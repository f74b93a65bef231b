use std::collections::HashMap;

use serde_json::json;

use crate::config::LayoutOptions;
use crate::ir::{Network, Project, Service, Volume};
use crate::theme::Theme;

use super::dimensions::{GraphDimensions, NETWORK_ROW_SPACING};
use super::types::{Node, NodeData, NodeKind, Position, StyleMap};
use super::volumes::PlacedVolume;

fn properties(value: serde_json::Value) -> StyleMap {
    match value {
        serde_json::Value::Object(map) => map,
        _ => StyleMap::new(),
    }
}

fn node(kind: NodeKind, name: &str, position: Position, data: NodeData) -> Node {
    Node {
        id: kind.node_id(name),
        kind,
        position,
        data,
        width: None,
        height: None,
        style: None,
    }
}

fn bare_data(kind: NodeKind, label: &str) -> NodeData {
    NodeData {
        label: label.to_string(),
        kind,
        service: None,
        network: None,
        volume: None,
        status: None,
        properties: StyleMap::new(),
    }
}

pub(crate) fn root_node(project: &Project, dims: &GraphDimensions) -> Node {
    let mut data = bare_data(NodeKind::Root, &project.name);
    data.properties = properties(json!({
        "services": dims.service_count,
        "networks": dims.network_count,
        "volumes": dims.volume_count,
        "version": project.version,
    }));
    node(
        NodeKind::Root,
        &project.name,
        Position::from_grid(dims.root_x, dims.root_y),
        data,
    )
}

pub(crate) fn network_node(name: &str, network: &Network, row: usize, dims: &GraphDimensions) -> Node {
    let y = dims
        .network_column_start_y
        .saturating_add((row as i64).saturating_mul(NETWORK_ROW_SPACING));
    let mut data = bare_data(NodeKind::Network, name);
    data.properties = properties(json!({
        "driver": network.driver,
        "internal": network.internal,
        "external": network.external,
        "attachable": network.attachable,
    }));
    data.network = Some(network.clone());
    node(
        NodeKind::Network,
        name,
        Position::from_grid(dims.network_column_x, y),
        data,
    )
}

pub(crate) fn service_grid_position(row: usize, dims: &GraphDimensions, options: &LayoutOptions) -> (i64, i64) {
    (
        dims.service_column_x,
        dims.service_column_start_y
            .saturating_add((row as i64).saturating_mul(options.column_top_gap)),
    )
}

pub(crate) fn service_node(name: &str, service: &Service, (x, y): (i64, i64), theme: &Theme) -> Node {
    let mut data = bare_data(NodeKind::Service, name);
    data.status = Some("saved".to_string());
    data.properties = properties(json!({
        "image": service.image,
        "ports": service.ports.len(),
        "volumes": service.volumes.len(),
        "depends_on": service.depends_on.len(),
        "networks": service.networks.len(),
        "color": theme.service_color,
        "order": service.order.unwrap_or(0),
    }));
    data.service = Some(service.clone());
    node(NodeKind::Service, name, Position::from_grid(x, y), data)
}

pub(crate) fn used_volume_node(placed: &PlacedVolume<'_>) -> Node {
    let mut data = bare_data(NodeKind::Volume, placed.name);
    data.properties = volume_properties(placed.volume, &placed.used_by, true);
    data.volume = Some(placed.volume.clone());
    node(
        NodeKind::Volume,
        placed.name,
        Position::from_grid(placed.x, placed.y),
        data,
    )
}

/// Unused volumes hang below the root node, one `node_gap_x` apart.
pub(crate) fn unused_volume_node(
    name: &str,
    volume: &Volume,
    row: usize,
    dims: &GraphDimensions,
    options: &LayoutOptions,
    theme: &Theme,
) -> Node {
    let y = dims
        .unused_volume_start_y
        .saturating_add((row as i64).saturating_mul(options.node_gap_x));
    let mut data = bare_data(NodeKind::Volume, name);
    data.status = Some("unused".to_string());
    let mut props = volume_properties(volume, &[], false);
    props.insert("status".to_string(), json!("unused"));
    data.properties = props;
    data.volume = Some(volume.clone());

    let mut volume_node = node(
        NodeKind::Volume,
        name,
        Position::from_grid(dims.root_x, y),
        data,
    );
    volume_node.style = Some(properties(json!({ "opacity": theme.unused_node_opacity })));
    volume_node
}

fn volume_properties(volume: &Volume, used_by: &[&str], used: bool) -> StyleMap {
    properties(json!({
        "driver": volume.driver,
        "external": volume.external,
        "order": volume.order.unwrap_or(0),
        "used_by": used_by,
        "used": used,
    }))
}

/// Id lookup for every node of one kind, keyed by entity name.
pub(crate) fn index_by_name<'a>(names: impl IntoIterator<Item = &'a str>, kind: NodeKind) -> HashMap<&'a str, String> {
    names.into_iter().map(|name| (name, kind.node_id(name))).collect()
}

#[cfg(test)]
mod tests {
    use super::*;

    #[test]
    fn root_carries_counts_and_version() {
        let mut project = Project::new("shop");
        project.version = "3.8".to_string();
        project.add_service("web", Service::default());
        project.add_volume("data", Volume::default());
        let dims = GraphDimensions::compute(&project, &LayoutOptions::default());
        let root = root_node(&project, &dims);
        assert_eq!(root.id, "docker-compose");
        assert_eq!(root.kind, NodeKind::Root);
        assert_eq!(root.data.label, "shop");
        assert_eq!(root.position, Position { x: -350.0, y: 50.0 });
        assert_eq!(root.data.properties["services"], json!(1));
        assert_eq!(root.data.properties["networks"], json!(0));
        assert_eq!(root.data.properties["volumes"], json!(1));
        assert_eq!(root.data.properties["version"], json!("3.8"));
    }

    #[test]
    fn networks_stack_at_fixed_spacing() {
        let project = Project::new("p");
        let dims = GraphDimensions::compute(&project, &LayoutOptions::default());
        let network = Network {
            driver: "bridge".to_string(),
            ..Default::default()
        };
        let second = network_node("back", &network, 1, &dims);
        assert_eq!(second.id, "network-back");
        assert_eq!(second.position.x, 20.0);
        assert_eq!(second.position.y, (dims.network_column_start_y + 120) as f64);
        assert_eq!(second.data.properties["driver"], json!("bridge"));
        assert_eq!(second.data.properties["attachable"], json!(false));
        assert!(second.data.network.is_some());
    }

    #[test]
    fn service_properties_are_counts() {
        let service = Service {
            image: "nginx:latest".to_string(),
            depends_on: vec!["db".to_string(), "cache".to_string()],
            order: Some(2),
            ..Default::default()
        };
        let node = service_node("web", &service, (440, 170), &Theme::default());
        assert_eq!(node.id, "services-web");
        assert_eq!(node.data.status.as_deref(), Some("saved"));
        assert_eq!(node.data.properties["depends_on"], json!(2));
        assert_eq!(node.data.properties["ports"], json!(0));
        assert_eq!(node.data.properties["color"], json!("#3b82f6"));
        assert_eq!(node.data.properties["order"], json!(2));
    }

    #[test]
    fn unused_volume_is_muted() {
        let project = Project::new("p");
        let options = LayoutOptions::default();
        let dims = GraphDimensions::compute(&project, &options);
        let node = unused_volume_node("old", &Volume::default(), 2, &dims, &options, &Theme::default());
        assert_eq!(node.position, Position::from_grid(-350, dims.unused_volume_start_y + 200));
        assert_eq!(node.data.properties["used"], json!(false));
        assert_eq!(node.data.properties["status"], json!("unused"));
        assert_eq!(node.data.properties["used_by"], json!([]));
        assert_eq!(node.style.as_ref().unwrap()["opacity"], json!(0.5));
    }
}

********************

Task statement. Search the entries for the word "super", then copy every line in which it is found.

Output of the task.
use super::dimensions::{GraphDimensions, NETWORK_ROW_SPACING};
use super::types::{Node, NodeData, NodeKind, Position, StyleMap};
use super::volumes::PlacedVolume;
    use super::*;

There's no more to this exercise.